▶ **RECORDS FOR THIS EXERCISE**:

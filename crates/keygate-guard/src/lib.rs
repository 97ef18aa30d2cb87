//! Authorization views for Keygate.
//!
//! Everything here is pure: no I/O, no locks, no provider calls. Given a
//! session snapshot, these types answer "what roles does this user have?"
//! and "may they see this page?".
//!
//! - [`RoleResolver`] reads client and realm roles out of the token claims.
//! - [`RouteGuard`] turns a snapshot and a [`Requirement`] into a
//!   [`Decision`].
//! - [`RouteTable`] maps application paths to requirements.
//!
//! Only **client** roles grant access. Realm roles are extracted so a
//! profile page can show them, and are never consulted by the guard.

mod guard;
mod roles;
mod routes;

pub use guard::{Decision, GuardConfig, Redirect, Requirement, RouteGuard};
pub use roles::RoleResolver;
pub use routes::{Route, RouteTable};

▶ **REQUIRED ACTION**:
All of the data above must be set down again exactly.

▶ **RESPONSE AREA**:
filename crates/keygate-guard/src/lib.rs
repository 97ef18aa30d2cb87
//! Authorization views for Keygate.
//!
//! Everything here is pure: no I/O, no locks, no provider calls. Given a
//! session snapshot, these types answer "what roles does this user have?"
//! and "may they see this page?".
//!
//! - [`RoleResolver`] reads client and realm roles out of the token claims.
//! - [`RouteGuard`] turns a snapshot and a [`Requirement`] into a
//!   [`Decision`].
//! - [`RouteTable`] maps application paths to requirements.
//!
//! Only **client** roles grant access. Realm roles are extracted so a
//! profile page can show them, and are never consulted by the guard.

mod guard;
mod roles;
mod routes;

pub use guard::{Decision, GuardConfig, Redirect, Requirement, RouteGuard};
pub use roles::RoleResolver;
pub use routes::{Route, RouteTable};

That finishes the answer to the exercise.